Another revision and another day

My current project, Lana Bong’s Shanghai Market, just underwent another revision. I cut something like 10,000 words from it and then added another 2,000. I’m more confident that the pacing is quicker and more urgent and that my character development has improved, but I still question myself. Most writers will tell you that they never really feel like they are finished with a project. I can’t dispute that. I still feel like I need to go back and double check that everything flows just right and that I didn’t take out any characterization important to the story.

This time around, I mostly took out flashbacks, long rambling scenes of one character’s genesis or defining childhood moments. I’m good at creating that backstory, but not all of it needs to be added into the project I’m working on. That’s why it’s so important to have beta readers and why I feel sorry for my early readers. There is so much more muck to wade through in my early drafts.

old-canal

Lots of muck to wade through . . .

I’ve already started sending query letters to agents, gotten a few requests for more pages, and sent those out.

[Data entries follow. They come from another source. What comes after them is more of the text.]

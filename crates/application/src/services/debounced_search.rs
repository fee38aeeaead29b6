//! Debounced place search for a single input field
//!
//! Each keystroke replaces the field's query. A lookup is issued only after
//! the query has stayed unchanged for the quiescence window; any newer query
//! cancels the pending timer. Every query change bumps a generation counter,
//! and a lookup result is applied only while its generation is still current.

use std::fmt;
use std::sync::Arc;
use std::time::Duration;

use domain::GeocodeCandidate;
use parking_lot::Mutex;
use tokio::sync::watch;
use tokio::task::JoinHandle;
use tracing::{debug, warn};

use crate::ports::GeocodingPort;

/// Timing and size limits of a [`DebouncedSearch`]
#[derive(Debug, Clone, PartialEq, Eq)]
pub struct SearchSettings {
    /// How long the query must stay unchanged before it is looked up
    pub quiet_period: Duration,
    /// Result-count cap passed to the geocoder
    pub max_results: usize,
    /// Shorter trimmed queries clear the results instead of searching
    pub min_query_chars: usize,
}

impl SearchSettings {
    pub const DEFAULT_QUIET_PERIOD: Duration = Duration::from_millis(400);
    pub const DEFAULT_MAX_RESULTS: usize = 5;
}

impl Default for SearchSettings {
    fn default() -> Self {
        Self {
            quiet_period: Self::DEFAULT_QUIET_PERIOD,
            max_results: Self::DEFAULT_MAX_RESULTS,
            min_query_chars: 1,
        }
    }
}

/// Observable state of a search field
#[derive(Debug, Clone, Default, PartialEq)]
pub struct SearchSnapshot {
    /// Trimmed query currently owning the field
    pub query: String,
    /// Candidates from the latest applied lookup
    pub results: Vec<GeocodeCandidate>,
    /// A lookup for `query` is in flight
    pub is_loading: bool,
    /// A lookup for `query` is waiting for the quiescence window
    pub is_scheduled: bool,
    /// Message of the latest failed lookup, cleared by the next success
    pub last_error: Option<String>,
    generation: u64,
}

impl SearchSnapshot {
    /// Whether no lookup is pending or running
    #[must_use]
    pub const fn is_idle(&self) -> bool {
        !self.is_loading && !self.is_scheduled
    }
}

/// Debounced, cancellable geocoding search bound to one field
///
/// Must be used from within a Tokio runtime.
pub struct DebouncedSearch {
    geocoder: Arc<dyn GeocodingPort>,
    settings: SearchSettings,
    state: Arc<watch::Sender<SearchSnapshot>>,
    pending: Mutex<Option<JoinHandle<()>>>,
}

impl fmt::Debug for DebouncedSearch {
    fn fmt(&self, f: &mut fmt::Formatter<'_>) -> fmt::Result {
        f.debug_struct("DebouncedSearch")
            .field("settings", &self.settings)
            .field("state", &*self.state.borrow())
            .finish_non_exhaustive()
    }
}

impl DebouncedSearch {
    /// Create an idle search field
    pub fn new(geocoder: Arc<dyn GeocodingPort>, settings: SearchSettings) -> Self {
        let (state, _) = watch::channel(SearchSnapshot::default());
        Self {
            geocoder,
            settings,
            state: Arc::new(state),
            pending: Mutex::new(None),
        }
    }

    /// Settings this field was created with
    pub const fn settings(&self) -> &SearchSettings {
        &self.settings
    }

    /// Replace the field's query
    ///
    /// An unchanged trimmed query is ignored. A query shorter than
    /// `min_query_chars` clears the results at once; any other query
    /// schedules a lookup after the quiescence window.
    pub fn update_query(&self, text: &str) {
        let query = text.trim();
        let searchable = query.chars().count() >= self.settings.min_query_chars.max(1);

        let mut pending = self.pending.lock();
        let mut generation = None;
        self.state.send_if_modified(|s| {
            if s.query == query {
                return false;
            }
            s.generation += 1;
            s.query = query.to_string();
            s.is_loading = false;
            s.is_scheduled = searchable;
            if !searchable {
                s.results.clear();
                s.last_error = None;
            }
            generation = Some(s.generation);
            true
        });

        let Some(generation) = generation else {
            return;
        };
        if let Some(handle) = pending.take() {
            handle.abort();
        }
        if searchable {
            debug!(%query, generation, "Scheduling place search");
            *pending = Some(self.schedule(query.to_string(), generation));
        }
    }

    /// Close the candidate list
    ///
    /// Cancels the pending timer, invalidates any in-flight lookup and
    /// clears the query so that retyping the same text searches again.
    pub fn dismiss(&self) {
        let mut pending = self.pending.lock();
        if let Some(handle) = pending.take() {
            handle.abort();
        }
        self.state.send_modify(|s| {
            s.generation += 1;
            s.query.clear();
            s.results.clear();
            s.is_loading = false;
            s.is_scheduled = false;
            s.last_error = None;
        });
    }

    /// Current state of the field
    pub fn snapshot(&self) -> SearchSnapshot {
        self.state.borrow().clone()
    }

    /// Candidates from the latest applied lookup
    pub fn results(&self) -> Vec<GeocodeCandidate> {
        self.state.borrow().results.clone()
    }

    /// Receive every state change of the field
    pub fn subscribe(&self) -> watch::Receiver<SearchSnapshot> {
        self.state.subscribe()
    }

    /// Wait until no lookup is pending or running
    pub async fn settled(&self) {
        let mut rx = self.state.subscribe();
        // The sender lives as long as `self`, so this only returns once idle
        let _ = rx.wait_for(SearchSnapshot::is_idle).await;
    }

    fn schedule(&self, query: String, generation: u64) -> JoinHandle<()> {
        let geocoder = Arc::clone(&self.geocoder);
        let state = Arc::clone(&self.state);
        let quiet_period = self.settings.quiet_period;
        let limit = self.settings.max_results;

        tokio::spawn(async move {
            tokio::time::sleep(quiet_period).await;
            run_lookup(geocoder.as_ref(), &state, &query, generation, limit).await;
        })
    }
}

impl Drop for DebouncedSearch {
    fn drop(&mut self) {
        if let Some(handle) = self.pending.get_mut().take() {
            handle.abort();
        }
    }
}

async fn run_lookup(
    geocoder: &dyn GeocodingPort,
    state: &watch::Sender<SearchSnapshot>,
    query: &str,
    generation: u64,
    limit: usize,
) {
    let started = state.send_if_modified(|s| {
        if s.generation != generation {
            return false;
        }
        s.is_scheduled = false;
        s.is_loading = true;
        true
    });
    if !started {
        return;
    }

    let outcome = geocoder.search(query, limit).await;

    state.send_if_modified(|s| {
        if s.generation != generation {
            debug!(%query, generation, current = s.generation, "Discarding stale search result");
            return false;
        }
        s.is_loading = false;
        match outcome {
            Ok(mut results) => {
                results.truncate(limit);
                debug!(%query, count = results.len(), "Search results applied");
                s.results = results;
                s.last_error = None;
            },
            Err(e) => {
                warn!(%query, error = %e, "Place search failed, keeping previous results");
                s.last_error = Some(e.to_string());
            },
        }
        true
    });
}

I felt confident in the pages I sent and hope to feel confident moving forward in the agents I’m sending queries to. Recently, that has become more challenging. I won’t name names, but there are a number of literary agents being called out for their predatory practices. It shakes my belief in humans and the publishing industry. I don’t get it, but it just goes to show that as a writer you have to go with your instinct. Really, with anything that’s all you have to go on. If something feels off, listen to that feeling.

In the next few months, I’ll be bleary-eyed and taking care of a newborn. I’m hoping to continue posting on the blog every so often and I already have a couple of posts scheduled for September. Look for the Q and A with the author, Rain Siversten.

Feel free to drop me a line anytime as well! I love hearing from people!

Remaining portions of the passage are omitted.